▸ GIVEN DATA
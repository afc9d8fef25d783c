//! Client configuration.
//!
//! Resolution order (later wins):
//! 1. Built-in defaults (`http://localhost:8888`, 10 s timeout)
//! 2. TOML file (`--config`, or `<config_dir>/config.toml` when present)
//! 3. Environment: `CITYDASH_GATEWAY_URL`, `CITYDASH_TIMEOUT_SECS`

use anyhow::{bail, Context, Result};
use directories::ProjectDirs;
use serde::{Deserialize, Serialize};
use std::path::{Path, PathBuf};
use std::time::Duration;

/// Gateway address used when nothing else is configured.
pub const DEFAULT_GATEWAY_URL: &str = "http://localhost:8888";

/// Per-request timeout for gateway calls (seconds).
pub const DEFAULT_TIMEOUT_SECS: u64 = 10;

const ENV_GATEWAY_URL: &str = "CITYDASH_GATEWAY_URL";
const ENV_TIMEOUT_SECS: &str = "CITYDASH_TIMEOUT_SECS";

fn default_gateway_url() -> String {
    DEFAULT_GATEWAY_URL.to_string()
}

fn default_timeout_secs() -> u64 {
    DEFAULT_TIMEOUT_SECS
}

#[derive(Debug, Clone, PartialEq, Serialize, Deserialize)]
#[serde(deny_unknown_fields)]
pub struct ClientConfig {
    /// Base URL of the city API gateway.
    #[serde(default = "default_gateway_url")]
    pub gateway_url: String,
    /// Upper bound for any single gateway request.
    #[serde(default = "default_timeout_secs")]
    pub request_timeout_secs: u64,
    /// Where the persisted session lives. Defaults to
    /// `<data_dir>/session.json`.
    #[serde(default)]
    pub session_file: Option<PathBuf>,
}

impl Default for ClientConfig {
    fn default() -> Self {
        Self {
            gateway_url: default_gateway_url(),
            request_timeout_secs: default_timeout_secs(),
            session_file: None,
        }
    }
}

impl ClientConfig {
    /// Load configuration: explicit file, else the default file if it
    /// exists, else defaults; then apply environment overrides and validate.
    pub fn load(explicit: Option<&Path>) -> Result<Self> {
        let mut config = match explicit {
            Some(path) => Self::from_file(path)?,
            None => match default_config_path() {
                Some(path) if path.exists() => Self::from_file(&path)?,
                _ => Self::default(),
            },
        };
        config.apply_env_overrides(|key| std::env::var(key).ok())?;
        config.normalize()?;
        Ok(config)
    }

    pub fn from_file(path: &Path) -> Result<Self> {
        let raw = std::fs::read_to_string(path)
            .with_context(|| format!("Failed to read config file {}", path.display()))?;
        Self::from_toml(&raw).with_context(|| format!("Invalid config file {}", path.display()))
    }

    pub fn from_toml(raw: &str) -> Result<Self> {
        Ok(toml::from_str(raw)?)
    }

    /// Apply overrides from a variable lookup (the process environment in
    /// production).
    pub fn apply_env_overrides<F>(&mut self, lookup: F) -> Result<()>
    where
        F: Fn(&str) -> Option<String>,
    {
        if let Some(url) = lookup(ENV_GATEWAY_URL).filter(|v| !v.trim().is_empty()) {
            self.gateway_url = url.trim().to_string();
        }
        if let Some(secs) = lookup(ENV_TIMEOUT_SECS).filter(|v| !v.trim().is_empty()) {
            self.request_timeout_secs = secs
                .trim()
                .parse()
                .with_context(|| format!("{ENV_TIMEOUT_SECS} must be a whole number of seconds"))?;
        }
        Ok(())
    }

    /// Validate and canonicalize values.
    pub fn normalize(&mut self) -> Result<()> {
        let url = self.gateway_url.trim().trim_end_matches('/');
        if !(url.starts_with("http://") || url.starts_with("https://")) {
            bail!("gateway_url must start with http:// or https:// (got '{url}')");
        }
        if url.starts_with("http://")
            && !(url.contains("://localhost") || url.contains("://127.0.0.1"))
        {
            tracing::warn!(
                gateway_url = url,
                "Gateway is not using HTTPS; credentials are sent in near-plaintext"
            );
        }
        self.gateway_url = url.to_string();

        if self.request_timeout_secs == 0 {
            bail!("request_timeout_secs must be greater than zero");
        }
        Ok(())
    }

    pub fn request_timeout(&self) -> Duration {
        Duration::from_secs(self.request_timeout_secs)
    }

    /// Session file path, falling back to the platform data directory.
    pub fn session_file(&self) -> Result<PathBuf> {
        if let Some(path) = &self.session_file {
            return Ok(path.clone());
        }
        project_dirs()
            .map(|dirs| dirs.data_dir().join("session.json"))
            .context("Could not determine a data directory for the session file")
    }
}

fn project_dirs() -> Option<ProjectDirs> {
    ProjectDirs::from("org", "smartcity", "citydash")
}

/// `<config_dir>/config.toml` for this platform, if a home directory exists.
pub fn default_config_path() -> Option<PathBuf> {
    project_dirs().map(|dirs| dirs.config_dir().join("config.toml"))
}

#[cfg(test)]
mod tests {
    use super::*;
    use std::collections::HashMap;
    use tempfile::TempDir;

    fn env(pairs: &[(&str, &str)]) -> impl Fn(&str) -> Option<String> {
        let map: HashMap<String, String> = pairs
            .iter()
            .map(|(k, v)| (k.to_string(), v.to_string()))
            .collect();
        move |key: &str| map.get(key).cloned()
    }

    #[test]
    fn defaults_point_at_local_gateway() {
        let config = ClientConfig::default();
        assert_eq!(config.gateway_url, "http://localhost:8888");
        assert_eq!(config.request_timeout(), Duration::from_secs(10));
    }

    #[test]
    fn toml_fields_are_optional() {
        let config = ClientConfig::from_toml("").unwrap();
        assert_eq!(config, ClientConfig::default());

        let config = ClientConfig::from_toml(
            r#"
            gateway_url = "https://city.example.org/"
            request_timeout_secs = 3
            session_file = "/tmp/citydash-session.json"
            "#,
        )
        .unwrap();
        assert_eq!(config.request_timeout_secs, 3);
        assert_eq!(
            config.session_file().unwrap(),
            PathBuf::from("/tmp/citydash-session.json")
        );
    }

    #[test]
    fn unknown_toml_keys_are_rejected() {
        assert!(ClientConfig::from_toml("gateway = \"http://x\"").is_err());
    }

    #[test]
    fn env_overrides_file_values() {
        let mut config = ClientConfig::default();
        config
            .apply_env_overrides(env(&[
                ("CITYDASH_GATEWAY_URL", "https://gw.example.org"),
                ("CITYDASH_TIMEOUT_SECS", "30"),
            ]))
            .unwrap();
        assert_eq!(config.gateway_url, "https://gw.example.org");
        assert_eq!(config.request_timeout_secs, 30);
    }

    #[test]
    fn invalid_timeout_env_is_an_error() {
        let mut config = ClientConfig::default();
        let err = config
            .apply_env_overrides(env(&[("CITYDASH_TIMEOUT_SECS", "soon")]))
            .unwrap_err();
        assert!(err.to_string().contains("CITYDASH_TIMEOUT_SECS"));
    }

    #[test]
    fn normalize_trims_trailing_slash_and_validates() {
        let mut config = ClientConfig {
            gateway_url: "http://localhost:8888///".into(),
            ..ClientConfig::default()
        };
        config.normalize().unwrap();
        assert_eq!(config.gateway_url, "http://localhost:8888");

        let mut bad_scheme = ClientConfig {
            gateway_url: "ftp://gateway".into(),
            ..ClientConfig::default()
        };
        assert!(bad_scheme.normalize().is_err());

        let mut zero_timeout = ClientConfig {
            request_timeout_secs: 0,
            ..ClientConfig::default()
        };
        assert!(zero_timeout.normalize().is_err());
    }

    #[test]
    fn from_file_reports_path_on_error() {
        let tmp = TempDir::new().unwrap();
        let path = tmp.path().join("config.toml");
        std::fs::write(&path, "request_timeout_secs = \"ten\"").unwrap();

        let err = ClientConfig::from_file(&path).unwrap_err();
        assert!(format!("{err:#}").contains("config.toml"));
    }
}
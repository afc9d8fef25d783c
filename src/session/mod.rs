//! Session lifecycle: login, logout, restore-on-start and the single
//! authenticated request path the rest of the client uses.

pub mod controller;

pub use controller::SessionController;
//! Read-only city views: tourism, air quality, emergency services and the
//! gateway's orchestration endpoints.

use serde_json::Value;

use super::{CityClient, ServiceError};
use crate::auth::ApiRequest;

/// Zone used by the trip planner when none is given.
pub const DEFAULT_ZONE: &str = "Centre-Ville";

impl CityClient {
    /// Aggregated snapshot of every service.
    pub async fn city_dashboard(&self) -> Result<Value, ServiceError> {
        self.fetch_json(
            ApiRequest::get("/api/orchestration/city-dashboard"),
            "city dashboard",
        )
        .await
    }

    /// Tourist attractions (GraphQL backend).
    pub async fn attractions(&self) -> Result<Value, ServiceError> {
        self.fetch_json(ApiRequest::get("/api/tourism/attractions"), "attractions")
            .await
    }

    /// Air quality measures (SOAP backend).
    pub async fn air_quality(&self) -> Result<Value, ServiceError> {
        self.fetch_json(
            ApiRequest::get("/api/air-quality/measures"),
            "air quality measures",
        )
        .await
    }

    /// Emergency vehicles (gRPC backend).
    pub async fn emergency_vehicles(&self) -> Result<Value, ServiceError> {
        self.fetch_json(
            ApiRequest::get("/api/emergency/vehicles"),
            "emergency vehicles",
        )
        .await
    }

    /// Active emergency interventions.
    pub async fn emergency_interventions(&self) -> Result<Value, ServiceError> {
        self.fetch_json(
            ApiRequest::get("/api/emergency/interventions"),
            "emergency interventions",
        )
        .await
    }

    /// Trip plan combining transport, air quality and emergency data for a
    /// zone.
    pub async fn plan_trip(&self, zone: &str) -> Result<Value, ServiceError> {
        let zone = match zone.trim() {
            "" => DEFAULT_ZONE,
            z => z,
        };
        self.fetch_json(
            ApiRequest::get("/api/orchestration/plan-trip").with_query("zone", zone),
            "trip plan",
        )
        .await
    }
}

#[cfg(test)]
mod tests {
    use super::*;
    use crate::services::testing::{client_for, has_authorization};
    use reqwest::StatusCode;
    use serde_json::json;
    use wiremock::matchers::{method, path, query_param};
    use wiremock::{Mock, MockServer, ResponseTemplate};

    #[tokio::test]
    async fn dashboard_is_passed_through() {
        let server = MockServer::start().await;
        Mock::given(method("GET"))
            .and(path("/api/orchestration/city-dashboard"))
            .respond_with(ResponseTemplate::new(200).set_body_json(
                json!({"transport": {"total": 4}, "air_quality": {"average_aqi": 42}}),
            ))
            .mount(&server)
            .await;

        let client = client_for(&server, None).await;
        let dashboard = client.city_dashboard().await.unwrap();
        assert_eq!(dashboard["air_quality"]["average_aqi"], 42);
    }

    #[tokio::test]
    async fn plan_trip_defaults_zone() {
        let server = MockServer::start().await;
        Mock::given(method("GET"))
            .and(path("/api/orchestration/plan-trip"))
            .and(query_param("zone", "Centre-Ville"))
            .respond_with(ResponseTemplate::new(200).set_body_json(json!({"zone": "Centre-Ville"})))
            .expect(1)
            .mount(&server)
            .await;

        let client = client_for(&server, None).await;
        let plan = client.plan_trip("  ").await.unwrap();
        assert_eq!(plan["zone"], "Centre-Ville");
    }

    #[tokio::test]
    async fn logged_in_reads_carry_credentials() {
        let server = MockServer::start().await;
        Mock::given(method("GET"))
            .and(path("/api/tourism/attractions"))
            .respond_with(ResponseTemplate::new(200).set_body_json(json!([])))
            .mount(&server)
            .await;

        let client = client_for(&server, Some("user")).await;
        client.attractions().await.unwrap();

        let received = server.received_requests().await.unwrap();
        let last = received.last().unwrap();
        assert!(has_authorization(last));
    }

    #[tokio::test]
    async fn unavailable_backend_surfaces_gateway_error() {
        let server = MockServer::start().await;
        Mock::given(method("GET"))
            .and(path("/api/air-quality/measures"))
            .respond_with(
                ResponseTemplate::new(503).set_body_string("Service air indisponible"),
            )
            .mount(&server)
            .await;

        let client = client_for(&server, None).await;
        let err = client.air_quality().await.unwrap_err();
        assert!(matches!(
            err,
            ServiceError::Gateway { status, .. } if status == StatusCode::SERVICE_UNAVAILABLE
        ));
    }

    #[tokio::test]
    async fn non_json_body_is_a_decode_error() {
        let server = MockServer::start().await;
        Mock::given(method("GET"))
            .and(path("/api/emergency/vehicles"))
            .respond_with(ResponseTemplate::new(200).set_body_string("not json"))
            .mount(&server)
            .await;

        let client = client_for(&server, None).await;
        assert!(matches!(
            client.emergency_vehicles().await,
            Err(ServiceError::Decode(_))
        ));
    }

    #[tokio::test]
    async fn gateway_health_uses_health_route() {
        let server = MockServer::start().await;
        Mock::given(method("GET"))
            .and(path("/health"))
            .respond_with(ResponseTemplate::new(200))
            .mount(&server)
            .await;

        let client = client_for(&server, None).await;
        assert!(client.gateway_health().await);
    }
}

▸ WHAT YOU NEED TO DO
Only the lines above from the one with "10 s timeout)" up to and including the one with "single gateway request." should be repeated, exactly as written.

▸ RESULT OF THIS TASK
//! 1. Built-in defaults (`http://localhost:8888`, 10 s timeout)
//! 2. TOML file (`--config`, or `<config_dir>/config.toml` when present)
//! 3. Environment: `CITYDASH_GATEWAY_URL`, `CITYDASH_TIMEOUT_SECS`

use anyhow::{bail, Context, Result};
use directories::ProjectDirs;
use serde::{Deserialize, Serialize};
use std::path::{Path, PathBuf};
use std::time::Duration;

/// Gateway address used when nothing else is configured.
pub const DEFAULT_GATEWAY_URL: &str = "http://localhost:8888";

/// Per-request timeout for gateway calls (seconds).
pub const DEFAULT_TIMEOUT_SECS: u64 = 10;

const ENV_GATEWAY_URL: &str = "CITYDASH_GATEWAY_URL";
const ENV_TIMEOUT_SECS: &str = "CITYDASH_TIMEOUT_SECS";

fn default_gateway_url() -> String {
    DEFAULT_GATEWAY_URL.to_string()
}

fn default_timeout_secs() -> u64 {
    DEFAULT_TIMEOUT_SECS
}

#[derive(Debug, Clone, PartialEq, Serialize, Deserialize)]
#[serde(deny_unknown_fields)]
pub struct ClientConfig {
    /// Base URL of the city API gateway.
    #[serde(default = "default_gateway_url")]
    pub gateway_url: String,
    /// Upper bound for any single gateway request.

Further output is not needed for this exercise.